In the morning, my cervix was checked again. Still, one centimeter dilated. My husband looked very concerned. “Honey,” he said, “It was a really scary night. You’ve been in labor for over 30 hours. You haven’t slept for two nights and I can’t imagine how you’re going to have any energy to give birth, and that’s if you even start to dilate. I really think it’s time to ask your doctor for a c-section.” I agreed; I was tired and stalled out and nothing positive was happening. I asked him if he would pitch it to the doctor when she arrived.
The doctor was very relieved. She told me that if it was really important to me to continue to attempt a vaginal birth, that she would be willing to try for a while longer, but that she agreed a c-section would be the best option. I said that a vaginal birth was not that important to me and that I just wanted to be ok, and for my baby to be ok. She said I would have him in about an hour and a half.
Things kicked into gear. A more pleasant anesthesiologist arrived to give me the more hardcore epidural required for a c-section. I got prepped, my husband put on the bunny suit, and I was wheeled down to the operating room. They made the incision and attempted to pull out the kid, but the darn kid still didn’t want to come out! Every time they tried to grab him, he would scoot back up, or to the side. Even the anesthesiologist, who was sitting at my shoulder behind the drape, tried to help by pushing on the top of my stomach. Eventually, they actually had to use the vacuum on the kid to get him out. During a c-section!

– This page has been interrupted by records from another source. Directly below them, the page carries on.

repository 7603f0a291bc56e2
//! Catalog domain module.
//!
//! Business rules for the bakery product catalog, implemented purely as
//! deterministic domain logic (no IO, no HTTP, no storage).

pub mod product;
pub mod validate;

pub use product::{Category, NewProduct, Product, ProductPatch, UnknownCategory};
pub use validate::{
    CreateProductInput, FieldError, UpdateProductInput, ValidationError, validate_create,
    validate_update,
};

The vacuum! Stubborn little guy.
Stubborn, and precious, and generally terrifying. I can’t protect him like I could when I was pregnant, and that’s been a hard thing to accept. But I’m so glad he’s here – he has the sweetest little temperament. And he’s incredibly cute. He’s just about the spitting image of my oldest stepson when he was a baby, except this little guy has cheek dimples and a huge dimple in his chin. We’re thinking those came from somewhere in the donor’s family. Either way, we’re going to have to re-create some family photos: the 1993 version vs. the 2017 version. Oh, and his big sister just adores him. And he is a total daddy’s boy already – his absolute favorite place to sleep is curled up on his dad’s chest (I’m way too restless to make a good sleeping surface).

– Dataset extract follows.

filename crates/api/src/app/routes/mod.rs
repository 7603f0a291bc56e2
pub mod products;
pub mod system;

As for me, I’m recovering remarkably well from the c-section. I even got discharged a day early! The doctors did a really good job with it, and everyone is right that the key to a faster recovery is to walk around frequently, even if it hurts, and even if you have to move slowly. I know a lot of people are very invested in having a vaginal birth, and feel disappointed and ashamed if they end up with a c-section. I asked my Facebook friends to help me understand this, and some suggested that it might have to do with an underlying belief that a woman’s body is made to give birth, and that if you have difficulty with this, you’re somehow less of a woman.

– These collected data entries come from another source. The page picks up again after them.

//! `pnpguard` – operator shell for the pick-and-place motion guard.
//!
//! The binary:
//!
//! 1. Initialises logging (and OTLP export when configured).
//! 2. Loads `~/.pnpguard/config.toml`, writing a default one on first run.
//! 3. Loads the machine description named on the command line, in the config
//!    or by `PNPGUARD_MACHINE_FILE`; falls back to a built-in demo machine.
//! 4. Wraps the machine in a [`JogGate`] and drops the operator into an
//!    **interactive REPL**.
//! 5. Intercepts **Ctrl-C** and leaves the REPL at the next prompt.

mod config;
mod machine_file;
mod repl;
mod telemetry;

use colored::Colorize;
use std::path::PathBuf;
use std::sync::Arc;
use std::sync::atomic::{AtomicBool, Ordering};
use tracing::{info, warn};

use pnpguard_kernel::{JogGate, MotionVerifier};
use pnpguard_machine::MachineRegistry;
use pnpguard_machine::sim::SimDriver;

fn main() {
    let _telemetry = telemetry::init_tracing("pnpguard");

    print_banner();

    let shutdown = Arc::new(AtomicBool::new(false));
    let shutdown_clone = shutdown.clone();
    if let Err(e) = ctrlc::set_handler(move || {
        println!();
        println!("{}", "⚠  Ctrl-C received – leaving pnpguard …".yellow().bold());
        shutdown_clone.store(true, Ordering::SeqCst);
    }) {
        warn!(error = %e, "Failed to install Ctrl-C handler");
    }

    // ── Config ────────────────────────────────────────────────────────────
    let cfg = match config::load() {
        Ok(Some(cfg)) => {
            println!(
                "  Config loaded from {}",
                config::config_path().display().to_string().bold()
            );
            cfg
        }
        Ok(None) => {
            let mut cfg = config::Config::default();
            config::apply_env_overrides(&mut cfg);
            match config::save(&config::Config::default()) {
                Ok(()) => println!(
                    "  {} Default config written to {}",
                    "✓".green().bold(),
                    config::config_path().display().to_string().bold()
                ),
                Err(e) => println!("{}: {}", "Error saving config".red(), e),
            }
            cfg
        }
        Err(e) => {
            println!("{}: {}", "Config error".red(), e);
            println!("  Using default configuration.");
            let mut cfg = config::Config::default();
            config::apply_env_overrides(&mut cfg);
            cfg
        }
    };

    // ── Machine ───────────────────────────────────────────────────────────
    let machine_path = std::env::args().nth(1).map(PathBuf::from).or(cfg.machine_file.clone());
    let mut machine = match &machine_path {
        Some(path) => match machine_file::load(path) {
            Ok(machine) => {
                println!("  Machine loaded from {}", path.display().to_string().bold());
                machine
            }
            Err(e) => {
                eprintln!("{}: {}", "Machine error".red(), e);
                std::process::exit(1);
            }
        },
        None => {
            println!("  {}", "No machine file configured, using the demo machine.".dimmed());
            machine_file::demo_machine()
        }
    };
    if let Some(enabled) = cfg.board_protection {
        machine.settings.board_protection = enabled;
    }
    info!(
        tools = machine.tools.len(),
        boards = machine.boards.len(),
        board_protection = machine.settings.board_protection,
        "machine ready"
    );

    // G-code controllers are not driven from here; every move goes to the
    // simulated driver.
    let (driver, _) = SimDriver::recording();
    let registry = match MachineRegistry::new(machine, driver) {
        Ok(registry) => registry,
        Err(e) => {
            eprintln!("{}: {}", "Machine error".red(), e);
            std::process::exit(1);
        }
    };
    let gate = JogGate::new(registry, MotionVerifier::with_default_rules())
        .with_history_limit(cfg.history_limit);

    println!();
    println!("  Type {} for a list of commands.\n", "/help".bold().cyan());

    repl::run(&gate, shutdown);
}

// ─────────────────────────────────────────────────────────────────────────────
// Banner
// ─────────────────────────────────────────────────────────────────────────────

fn print_banner() {
    println!();
    println!("{}", r#"                                          __"#.bold().cyan());
    println!("{}", r#"   ___  ___  ___  ___ ___ _____ ________/ /"#.bold().cyan());
    println!("{}", r#"  / _ \/ _ \/ _ \/ _ `/ // / _ `/ __/ _  / "#.bold().cyan());
    println!("{}", r#" / .__/_//_/ .__/\_, /\_,_/\_,_/_/  \_,_/  "#.bold().cyan());
    println!("{}", r#"/_/       /_/   /___/                      "#.bold().cyan());
    println!();
    println!("  {} {}",
        "pnpguard".bold(),
        format!("v{}", env!("CARGO_PKG_VERSION")).dimmed()
    );
    println!("  Board protection for pick-and-place jogging");
    println!();
}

I guess I can see that, but I really don’t feel that way and I’m honestly grateful that I asked for and got the c-section. I think part of it is that I already knew that my body doesn’t work, in a reproductive sense. Given all the artificial measures I had to go through just to get pregnant in the first place, I already had to let go of the dream of creating a baby “naturally” two and a half years ago. Bringing him into this world by a particular method may be what’s natural, but it didn’t come naturally to me. Neither did my son, and he’s exactly what I wanted, and exactly who was meant to be part of our family.